Conclusa la dichiarazione, Scarantino chiede al presidente di essere rimandato in carcere insieme a detenuti comuni.
“Tutte bugie. Ho inventato tutto io, assieme alla polizia e ai giornali. L’unica cosa vera è la droga, che io lavoravo con la droga”. Con queste parole alla ripresa pomeridiana dell’udienza, Vincenzo Scarantino ribadisce la sua ritrattazione. Sostiene di aver raccontato bugie per ottenere un trattamento migliore in carcere, di aver deciso di ritrattare dopo che è passata in giudicato la condanna per il primo

processo sulla strage di via D’Amelio (né il suo legale, né i pm hanno proposto appello e quindi la condanna è definitiva. Ndr).
“Io – aggiunge l’ex “pentito” – con chiunque ho parlato, con i pm, che Dio mi perdoni, ho giurato falsamente. Io di mafia non so niente”. Poi precisa di aver fatto dichiarazioni ai magistrati in base a notizie raccolte da processi o sui giornali o ascoltando tv o Radio Radicale. Accusò alcuni degli imputati per motivi personali, di vendetta. Per questi motivi infatti indicò Santo Di Matteo come colui che aveva riempito di esplosivo l’auto-bomba che uccise Borsellino e Gioachino La Barbera, la cui foto aveva visto in tv, come presente alla riunione organizzativa della strage.
Poi dichiara di aver temuto che qualcuno volesse infettarlo col virus dell’Aids: “Io sono qua per pulirmi la coscienza. So bene che mia moglie e i miei figli saranno gettati in mezzo alla strada”. Infine afferma di non aver mai ricevuto denaro da nessuno per ritrattare.
“Se muoio – avverte Scarantino, rispondendo al controesame del pm Antonio Di Matteo – è per ordini superiori della Squadra Mobile di Napoli o Palermo. Io non ho intenzione di ammazzarmi”. “Io chiedevo soldi, la macchina – ha detto ancora – E mi accontentavano. Io sono una pedina”. Infine Scarantino sostiene di aver “collaborato con la giustizia” dopo essersi arreso alle pressioni psicologiche dei pm. Emerge nel frattempo anche un particolare sconvolgente: nonostante si fosse accusato di quattro omicidi commessi a Palermo, la procura di Gian Carlo Caselli non ha mai creduto al “pentimento” di Vincenzo Scarantino, non ha mai utilizzato le sue dichiarazioni in nessun procedimento di mafia e, conseguentemente, non ha mai chiesto il suo inserimento nel programma di protezione previsto per i collaboratori. Scarantino aveva confessato di avere assassinato, tra gli altri, i “picciotti” Luigi e Santo Lucera, zio e nipote, uccisi nel quartiere Guadagna il 9 marzo del 1990. Poi alzò progressivamente il livello delle sue dichiarazioni chiamando in causa anche lo 007 del Sisde Bruno Contrada e l’on. Silvio Berlusconi. Ma neanche in questi casi la procura di Palermo ritenne di utilizzare le dichiarazioni del “pentito”.

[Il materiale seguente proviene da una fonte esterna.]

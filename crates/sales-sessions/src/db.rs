use rusqlite::Connection;

use crate::error::Result;

/// Initialise the sessions table, its idempotency ledger, and indexes.
///
/// Safe to call on every startup — uses `IF NOT EXISTS` throughout.
pub fn init_db(conn: &Connection) -> Result<()> {
    conn.execute_batch(
        "CREATE TABLE IF NOT EXISTS sessions (
            session_id          TEXT PRIMARY KEY,
            version             INTEGER NOT NULL DEFAULT 0,
            state_json          TEXT NOT NULL,
            phase               TEXT NOT NULL,
            created_at          TEXT NOT NULL,
            last_activity_at    TEXT NOT NULL,
            terminated_at       TEXT
         );
         CREATE INDEX IF NOT EXISTS idx_sessions_activity
            ON sessions(last_activity_at DESC);

         -- Idempotency ledger: (session_id, client_message_id) -> the
         -- agent_text produced the first time, so a replay (P6) can return
         -- the identical response without growing the transcript again.
         CREATE TABLE IF NOT EXISTS idempotency_ledger (
            session_id        TEXT NOT NULL,
            client_message_id TEXT NOT NULL,
            agent_text        TEXT NOT NULL,
            created_at        TEXT NOT NULL,
            PRIMARY KEY (session_id, client_message_id)
         );",
    )?;
    Ok(())
}
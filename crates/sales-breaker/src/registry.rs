use std::collections::HashMap;
use std::sync::Arc;

use sales_core::config::BreakerConfig as BreakerConfigOverrides;

use crate::breaker::CircuitBreaker;
use crate::types::BreakerConfig;

/// The fixed set of dependencies wrapped by a breaker (§4.3's table).
pub const DEPENDENCIES: &[&str] = &["llm", "voice", "persistence", "cache"];

/// Holds one `CircuitBreaker` per named dependency, analogous to the
/// teacher's `ChannelManager` holding one adapter per channel name.
pub struct BreakerRegistry {
    breakers: HashMap<String, Arc<CircuitBreaker>>,
}

impl BreakerRegistry {
    /// Build a breaker for every entry in `DEPENDENCIES`, applying any
    /// config overrides on top of the §4.3 hardcoded defaults.
    pub fn new(config: &BreakerConfigOverrides) -> Self {
        let mut breakers = HashMap::new();
        for &dep in DEPENDENCIES {
            let mut cfg = BreakerConfig::defaults_for(dep);
            if let Some(o) = config.overrides.get(dep) {
                cfg = cfg.with_override(o);
            }
            breakers.insert(dep.to_string(), Arc::new(CircuitBreaker::new(dep, cfg)));
        }
        Self { breakers }
    }

    pub fn get(&self, dependency: &str) -> Option<Arc<CircuitBreaker>> {
        self.breakers.get(dependency).cloned()
    }
}

#[cfg(test)]
mod tests {
    use super::*;

    #[test]
    fn builds_a_breaker_per_dependency() {
        let registry = BreakerRegistry::new(&BreakerConfigOverrides::default());
        for dep in DEPENDENCIES {
            assert!(registry.get(dep).is_some());
        }
        assert!(registry.get("unknown").is_none());
    }

    #[test]
    fn override_changes_threshold() {
        let mut overrides = BreakerConfigOverrides::default();
        overrides.overrides.insert(
            "llm".to_string(),
            sales_core::config::BreakerOverride {
                threshold: Some(1),
                window_s: None,
                recovery_s: None,
                max_retries: None,
            },
        );
        let registry = BreakerRegistry::new(&overrides);
        assert_eq!(registry.get("llm").unwrap().config().threshold, 1);
    }
}
pub mod emotion;
pub mod tier;

pub use emotion::{EmotionAnalyzer, EmotionalSignal};
pub use tier::{TierAnalyzer, TierDecision, TierFeatures};
use thiserror::Error;

/// Categorical error kinds surfaced to callers of the core (§7).
///
/// `Degraded` is deliberately absent here: a degraded outcome is not an
/// error, it rides along a successful response as a flag (§7 "User-visible
/// failure"). Everything else maps one-to-one onto an exit code from §6.
#[derive(Debug, Error)]
pub enum CoreError {
    #[error("validation failed: {0}")]
    Validation(String),

    #[error("session not found: {session_id}")]
    NotFound { session_id: String },

    #[error("conflict: {0}")]
    Conflict(String),

    #[error("transient error, retry suggested: {0}")]
    Transient(String),

    #[error("upstream unavailable: {dependency}")]
    UpstreamUnavailable { dependency: String },

    #[error("overloaded: too many in-flight orchestrations")]
    Overloaded,

    #[error("internal error: {0}")]
    Internal(String),
}

impl CoreError {
    /// The wire-level error code from §6's exit-code table.
    pub fn code(&self) -> &'static str {
        match self {
            CoreError::Validation(_) => "VALIDATION",
            CoreError::NotFound { .. } => "NOT_FOUND",
            CoreError::Conflict(_) => "CONFLICT",
            CoreError::Transient(_) => "TRANSIENT",
            CoreError::UpstreamUnavailable { .. } => "UPSTREAM_UNAVAILABLE",
            CoreError::Overloaded => "OVERLOADED",
            CoreError::Internal(_) => "INTERNAL",
        }
    }
}

pub type Result<T> = std::result::Result<T, CoreError>;
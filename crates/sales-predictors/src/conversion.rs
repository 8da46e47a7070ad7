use async_trait::async_trait;

use sales_core::types::Phase;

use crate::error::Result;
use crate::traits::Predictor;
use crate::types::{Features, PredictorOutput, PredictorResult};

fn phase_weight(phase: Phase) -> f64 {
    match phase {
        Phase::Discovery => 0.10,
        Phase::Analysis => 0.25,
        Phase::Focused => 0.45,
        Phase::Objection => 0.35,
        Phase::Closing => 0.75,
        Phase::Terminal => 0.0,
    }
}

/// The deterministic heuristic (phase weight × engagement) that doubles
/// as both the fallback and the base of the model path — per §4.4's
/// non-goal, conversion has no learned model beyond this combination.
fn base_probability(features: &Features) -> f64 {
    (phase_weight(features.phase) * features.engagement_score).clamp(0.0, 1.0)
}

pub struct ConversionPredictor;

impl ConversionPredictor {
    pub fn new() -> Self {
        Self
    }
}

impl Default for ConversionPredictor {
    fn default() -> Self {
        Self::new()
    }
}

#[async_trait]
impl Predictor for ConversionPredictor {
    fn model_id(&self) -> &str {
        "conversion-v1"
    }

    async fn predict(&self, features: &Features) -> Result<PredictorResult> {
        let turn_bonus = 0.01 * features.history_turns.min(10) as f64;
        let probability = (base_probability(features) + turn_bonus).clamp(0.0, 1.0);
        let confidence = 0.5 + 0.4 * features.engagement_score;
        Ok(PredictorResult::model(
            PredictorOutput::Conversion(probability),
            confidence.min(0.9),
            self.model_id(),
        ))
    }

    fn fallback(&self, features: &Features) -> PredictorResult {
        PredictorResult::fallback(PredictorOutput::Conversion(base_probability(features)), 0.5)
    }
}

#[cfg(test)]
mod tests {
    use super::*;

    fn features(phase: Phase, engagement: f64, turns: u32) -> Features {
        Features {
            recent_messages: vec![],
            full_transcript: vec![],
            phase,
            engagement_score: engagement,
            history_turns: turns,
        }
    }

    #[tokio::test]
    async fn closing_phase_outranks_discovery() {
        let predictor = ConversionPredictor::new();
        let closing = predictor
            .predict(&features(Phase::Closing, 0.8, 5))
            .await
            .unwrap();
        let discovery = predictor
            .predict(&features(Phase::Discovery, 0.8, 5))
            .await
            .unwrap();
        let (PredictorOutput::Conversion(a), PredictorOutput::Conversion(b)) =
            (closing.output, discovery.output)
        else {
            panic!("wrong output variant")
        };
        assert!(a > b);
    }

    #[test]
    fn fallback_matches_raw_heuristic() {
        let predictor = ConversionPredictor::new();
        let result = predictor.fallback(&features(Phase::Focused, 0.5, 3));
        match result.output {
            PredictorOutput::Conversion(p) => assert!((p - 0.225).abs() < 1e-9),
            _ => panic!("wrong output variant"),
        }
    }
}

Il 19 ottobre 1998, al processo d’appello per la strage di via D’Amelio, Scarantino torna a ribadire la sua ritrattazione. “Negli ultimi anni – racconta l’ex “pentito” – telefonavo spesso alla dottoressa Palma per informarla che volevo dire la verità, cioè finire di fare il falso pentito, ma lei replicava sempre: ‘Scarantino, stia calmo la finisca di fare così, lo Stato le ha dato la casa, la villetta a mare, l’automobile’”. Scarantino afferma che, per rendersi “più credibile”, accusò soprattutto il cognato Salvatore Profeta (uno dei tre imputati condannati al carcere a vita, ndr): “Ad ognuno degli imputati affibbiavo due accuse per l’attentato di via D’Amelio, così se venivano assolti per la strage rimaneva sempre il reato di omicidio. Io comunque mentivo per fare un piacere ai magistrati, e loro mi hanno fatto dare da un’ispettrice di polizia un libro scritto da Buscetta per imparare come era composta Cosa nostra. Dicevano che ero troppo grezzo come pentito, cioè non conoscevo l’organigramma della mafia. Prima, infatti, parlavo di quartieri della Guadagna, della Noce, e così, via mentre poi appresi che dovevo dire famiglie”.
Scarantino aggiunge che “su altri omicidi so che la procura di Palermo non ha mai creduto a quello che ho raccontato e commentando con i pm del processo

Borsellino dicevo, ‘ma come, per la strage sono credibile, mentre per gli altri delitti no?’ La dottoressa Palma, però, mi rassicurava dicendo che le cose per me si sarebbero aggiustate anche a Palermo”.